[Opening SOURCE MATERIAL section]

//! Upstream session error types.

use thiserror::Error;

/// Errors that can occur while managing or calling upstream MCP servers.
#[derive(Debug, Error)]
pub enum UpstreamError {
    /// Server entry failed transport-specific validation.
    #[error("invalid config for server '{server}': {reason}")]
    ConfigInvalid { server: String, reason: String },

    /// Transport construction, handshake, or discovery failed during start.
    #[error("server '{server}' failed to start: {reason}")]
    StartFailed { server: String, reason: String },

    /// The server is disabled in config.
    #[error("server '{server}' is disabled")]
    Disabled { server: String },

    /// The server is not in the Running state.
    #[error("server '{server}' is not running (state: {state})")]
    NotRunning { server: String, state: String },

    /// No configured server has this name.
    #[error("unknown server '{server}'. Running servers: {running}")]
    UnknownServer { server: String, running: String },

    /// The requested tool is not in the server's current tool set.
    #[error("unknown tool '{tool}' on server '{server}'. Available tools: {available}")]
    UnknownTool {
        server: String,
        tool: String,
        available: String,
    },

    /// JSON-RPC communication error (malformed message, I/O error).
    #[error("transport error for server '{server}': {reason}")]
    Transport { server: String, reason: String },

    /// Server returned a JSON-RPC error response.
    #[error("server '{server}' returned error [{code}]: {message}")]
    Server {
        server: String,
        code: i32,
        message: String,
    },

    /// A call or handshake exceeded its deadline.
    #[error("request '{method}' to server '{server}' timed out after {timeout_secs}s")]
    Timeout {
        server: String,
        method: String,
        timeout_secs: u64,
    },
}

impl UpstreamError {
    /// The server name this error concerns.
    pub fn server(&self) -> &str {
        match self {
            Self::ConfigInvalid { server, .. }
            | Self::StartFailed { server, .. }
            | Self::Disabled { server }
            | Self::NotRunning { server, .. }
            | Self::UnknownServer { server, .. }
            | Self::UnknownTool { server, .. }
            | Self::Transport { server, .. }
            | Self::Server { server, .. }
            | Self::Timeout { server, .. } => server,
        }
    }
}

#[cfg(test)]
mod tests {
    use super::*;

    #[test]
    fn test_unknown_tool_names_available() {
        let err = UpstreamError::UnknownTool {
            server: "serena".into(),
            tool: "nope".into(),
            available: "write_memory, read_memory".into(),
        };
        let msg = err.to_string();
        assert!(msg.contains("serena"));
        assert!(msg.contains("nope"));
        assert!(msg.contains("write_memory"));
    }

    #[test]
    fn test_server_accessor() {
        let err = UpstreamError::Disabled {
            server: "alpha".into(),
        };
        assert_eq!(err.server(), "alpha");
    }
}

[Closing SOURCE MATERIAL section]
[Opening SOURCE MATERIAL section]

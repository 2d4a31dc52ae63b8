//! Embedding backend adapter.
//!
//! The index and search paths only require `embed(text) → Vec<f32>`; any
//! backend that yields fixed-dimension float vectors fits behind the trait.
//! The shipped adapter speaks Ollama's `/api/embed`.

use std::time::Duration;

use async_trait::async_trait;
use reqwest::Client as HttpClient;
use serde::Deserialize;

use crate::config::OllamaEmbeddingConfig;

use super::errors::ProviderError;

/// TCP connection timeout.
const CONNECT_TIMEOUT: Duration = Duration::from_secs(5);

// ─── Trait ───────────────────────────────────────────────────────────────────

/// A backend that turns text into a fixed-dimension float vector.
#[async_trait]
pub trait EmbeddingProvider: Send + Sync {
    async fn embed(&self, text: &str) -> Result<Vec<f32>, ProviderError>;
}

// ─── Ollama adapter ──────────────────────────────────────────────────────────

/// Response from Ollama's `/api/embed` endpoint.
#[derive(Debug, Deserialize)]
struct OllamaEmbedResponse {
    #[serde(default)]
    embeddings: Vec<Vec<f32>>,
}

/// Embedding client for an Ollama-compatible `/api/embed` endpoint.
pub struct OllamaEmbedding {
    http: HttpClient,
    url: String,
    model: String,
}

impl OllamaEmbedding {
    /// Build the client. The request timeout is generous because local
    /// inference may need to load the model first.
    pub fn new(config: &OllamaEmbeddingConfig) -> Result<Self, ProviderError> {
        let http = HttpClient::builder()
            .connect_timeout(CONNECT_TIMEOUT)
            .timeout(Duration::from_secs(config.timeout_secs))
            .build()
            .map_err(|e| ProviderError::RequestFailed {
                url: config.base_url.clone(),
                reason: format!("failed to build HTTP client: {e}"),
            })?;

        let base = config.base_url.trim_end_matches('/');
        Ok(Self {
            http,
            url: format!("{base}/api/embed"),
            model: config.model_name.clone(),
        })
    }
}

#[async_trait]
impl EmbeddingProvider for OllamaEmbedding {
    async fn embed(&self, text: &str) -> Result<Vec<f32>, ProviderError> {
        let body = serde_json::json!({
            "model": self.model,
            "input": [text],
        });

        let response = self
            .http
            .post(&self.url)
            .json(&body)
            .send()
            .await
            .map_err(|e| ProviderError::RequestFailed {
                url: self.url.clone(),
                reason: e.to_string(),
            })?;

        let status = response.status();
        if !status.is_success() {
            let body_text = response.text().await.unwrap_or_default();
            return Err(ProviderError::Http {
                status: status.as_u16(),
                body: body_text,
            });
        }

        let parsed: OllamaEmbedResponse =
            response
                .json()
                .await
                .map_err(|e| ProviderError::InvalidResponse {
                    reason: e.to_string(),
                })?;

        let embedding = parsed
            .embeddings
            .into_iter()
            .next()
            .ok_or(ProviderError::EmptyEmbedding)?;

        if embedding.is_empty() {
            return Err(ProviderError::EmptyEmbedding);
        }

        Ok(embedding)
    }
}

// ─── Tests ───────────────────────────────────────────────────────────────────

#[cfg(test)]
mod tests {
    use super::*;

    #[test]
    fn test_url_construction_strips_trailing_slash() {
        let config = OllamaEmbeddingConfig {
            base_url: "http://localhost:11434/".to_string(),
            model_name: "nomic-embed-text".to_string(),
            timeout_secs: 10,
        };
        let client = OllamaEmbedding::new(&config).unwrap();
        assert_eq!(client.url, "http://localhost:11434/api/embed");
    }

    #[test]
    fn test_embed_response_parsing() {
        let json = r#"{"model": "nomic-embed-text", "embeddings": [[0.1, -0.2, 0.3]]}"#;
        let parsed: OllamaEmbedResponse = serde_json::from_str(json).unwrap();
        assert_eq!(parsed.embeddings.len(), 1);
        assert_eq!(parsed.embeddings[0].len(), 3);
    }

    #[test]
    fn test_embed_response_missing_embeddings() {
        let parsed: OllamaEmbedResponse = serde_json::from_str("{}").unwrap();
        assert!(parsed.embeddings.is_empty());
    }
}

[Closing SOURCE MATERIAL section]

# ACTION ITEM
How many lines of the entries contain the string "message"? Answer with a number and no other words.

# SOLUTION FOR THIS TASK
3